The SA 328 further includes a Phrase Identifier 408 that identifies important phrases using frequency and co-occurrence information stored in the index 412 along with a set of rules. This is used in identifying multi-word phrases such as “United Nations,” “Al Qaeda,” etc. In one example, the Phrase Identifier 408 internally maintains three lists: (1) a list of proper nouns, (2) a dictionary, and (3) a list of stop words. The Phrase Identifier 408 uses an N-gram based approach for phrase extraction, wherein to capture a phrase of length “N” words in a text, a window of size “N” words is slid across the text and all possible phrases (of length “N” words) are collected. Then the words in the collected phrases are passed through the following set of 3 example rules to filter out what is considered to be meaningless phrases: (1) A word ending with punctuation can not be in the middle of a phrase; (2) For a phrase longer than two words or more, the first word in the phrase can not be a stop word, other than the two articles: “the” (definite) and “a/an” (indefinite), and the rest of the words cannot be stop words other than conjunctive stop words like “the,” “on,” “at,” “of,“” in,““by,” “for,” “and,” etc. This is because the above-mentioned stop words are often used to combine two or more words: e.g., “war on terror,” “wizard of oz,” “the beauty and the beast,” etc; and (3) Proper nouns and words not present in the dictionary are treated as meaningful phrases.
The SA 328 further includes a Term Extractor 410 that extracts the highest score terms and phrases 414 from the index 412 and sends the terms and phrases 414 to the CF 305.
In another example, the sequence of operation of Phrase Identifier 408 and Indexer 406 can be interchanged. In that case, the text is first passed through a Phrase Identifier 408 to capture phrases and then the captured phrases are indexed as explained above.
Accordingly, searching and analysis according to the present invention makes the process of extracting relevant information from resources (e.g., Internet) user-friendly, by suggesting topics relevant to the original query. Such searching and analysis requires minimal user involvement, can be performed in an online fashion (i.e., in real-time) and requires small memory and processing power, such as CE devices. Subtopics related to the original query are extracted and presented to the user in a way that is practical to perform in real-time on a CE device, it is not expensive in terms of the amount of memory space required and does not require the user to guide the process.

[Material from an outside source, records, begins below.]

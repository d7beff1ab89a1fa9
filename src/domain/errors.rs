#[derive(Debug, Clone, PartialEq)]
pub enum DomainError {
    MissingCredentials,
    AccountExists,
    InvalidCredentials,
    HashingFailed(String),
}

impl std::fmt::Display for DomainError {
    fn fmt(&self, f: &mut std::fmt::Formatter<'_>) -> std::fmt::Result {
        match self {
            DomainError::MissingCredentials => {
                write!(f, "Email and password are required")
            }
            DomainError::AccountExists => {
                write!(f, "An account with this email already exists")
            }
            DomainError::InvalidCredentials => {
                write!(f, "Invalid email or password")
            }
            DomainError::HashingFailed(msg) => {
                write!(f, "Password hashing failed: {}", msg)
            }
        }
    }
}

impl std::error::Error for DomainError {}

pub type DomainResult<T> = Result<T, DomainError>;
pub mod models;
pub mod services;
pub mod dnd;
pub mod errors;

pub use models::*;
pub use services::*;
pub use dnd::*;
pub use errors::*;
//! Local credential storage.
//!
//! Accounts live in a users map under their own storage key, passwords are
//! hashed with Argon2 and a per-user random salt (PHC string format, salt
//! embedded), and a successful signup or login writes a session record.
//! Trip data is never touched from here.

use std::collections::HashMap;

use argon2::{
    Argon2,
    password_hash::{PasswordHash, PasswordHasher, PasswordVerifier, SaltString, rand_core::OsRng},
};
use serde::{Deserialize, Serialize};

use crate::domain::errors::{DomainError, DomainResult};
use crate::domain::now_iso;
use crate::infrastructure::persistence::{KeyValueStore, load_json, save_json, storage_keys};

#[derive(Debug, Clone, PartialEq, Serialize, Deserialize)]
#[serde(rename_all = "camelCase")]
pub struct UserRecord {
    pub email: String,
    pub hash: String,
    pub created_at: String,
}

#[derive(Debug, Clone, PartialEq, Serialize, Deserialize)]
#[serde(rename_all = "camelCase")]
pub struct Session {
    pub email: String,
    pub logged_in_at: String,
}

pub struct CredentialStore<S: KeyValueStore> {
    store: S,
}

impl<S: KeyValueStore> CredentialStore<S> {
    pub fn new(store: S) -> Self {
        Self { store }
    }

    fn users(&self) -> HashMap<String, UserRecord> {
        load_json(&self.store, storage_keys::AUTH_USERS)
            .and_then(|value| serde_json::from_value(value).ok())
            .unwrap_or_default()
    }

    fn save_users(&self, users: &HashMap<String, UserRecord>) {
        if let Ok(value) = serde_json::to_value(users) {
            save_json(&self.store, storage_keys::AUTH_USERS, &value);
        }
    }

    fn open_session(&self, email: String) -> Session {
        let session = Session {
            email,
            logged_in_at: now_iso(),
        };
        if let Ok(value) = serde_json::to_value(&session) {
            save_json(&self.store, storage_keys::AUTH_SESSION, &value);
        }
        session
    }

    /// Creates an account and logs it in. Emails are trimmed and lowercased
    /// before lookup and storage.
    pub fn signup(&self, email: &str, password: &str) -> DomainResult<Session> {
        let email = email.trim().to_lowercase();
        if email.is_empty() || password.is_empty() {
            return Err(DomainError::MissingCredentials);
        }

        let mut users = self.users();
        if users.contains_key(&email) {
            return Err(DomainError::AccountExists);
        }

        let salt = SaltString::generate(&mut OsRng);
        let hash = Argon2::default()
            .hash_password(password.as_bytes(), &salt)
            .map_err(|e| DomainError::HashingFailed(e.to_string()))?
            .to_string();

        users.insert(
            email.clone(),
            UserRecord {
                email: email.clone(),
                hash,
                created_at: now_iso(),
            },
        );
        self.save_users(&users);

        Ok(self.open_session(email))
    }

    /// Verifies an email/password pair and opens a session. Unknown emails
    /// and wrong passwords produce the same error.
    pub fn login(&self, email: &str, password: &str) -> DomainResult<Session> {
        let email = email.trim().to_lowercase();
        let users = self.users();
        let record = users.get(&email).ok_or(DomainError::InvalidCredentials)?;

        let parsed = PasswordHash::new(&record.hash).map_err(|_| DomainError::InvalidCredentials)?;
        Argon2::default()
            .verify_password(password.as_bytes(), &parsed)
            .map_err(|_| DomainError::InvalidCredentials)?;

        Ok(self.open_session(email))
    }

    pub fn logout(&self) {
        self.store.remove(storage_keys::AUTH_SESSION);
    }

    pub fn session(&self) -> Option<Session> {
        load_json(&self.store, storage_keys::AUTH_SESSION)
            .and_then(|value| serde_json::from_value(value).ok())
    }

    pub fn is_authenticated(&self) -> bool {
        self.session().is_some()
    }
}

As noted, example partial taxonomy 500 is shown in
As is known to those skilled in the art, the aforementioned example architectures described above, according to the present invention, can be implemented in many ways, such as program instructions for execution by a processor, as logic circuits, as an application specific integrated circuit, as firmware, etc. The present invention has been described in considerable detail with reference to certain preferred versions thereof; however, other versions are possible. Therefore, the spirit and scope of the appended claims should not be limited to the description of the preferred versions contained herein.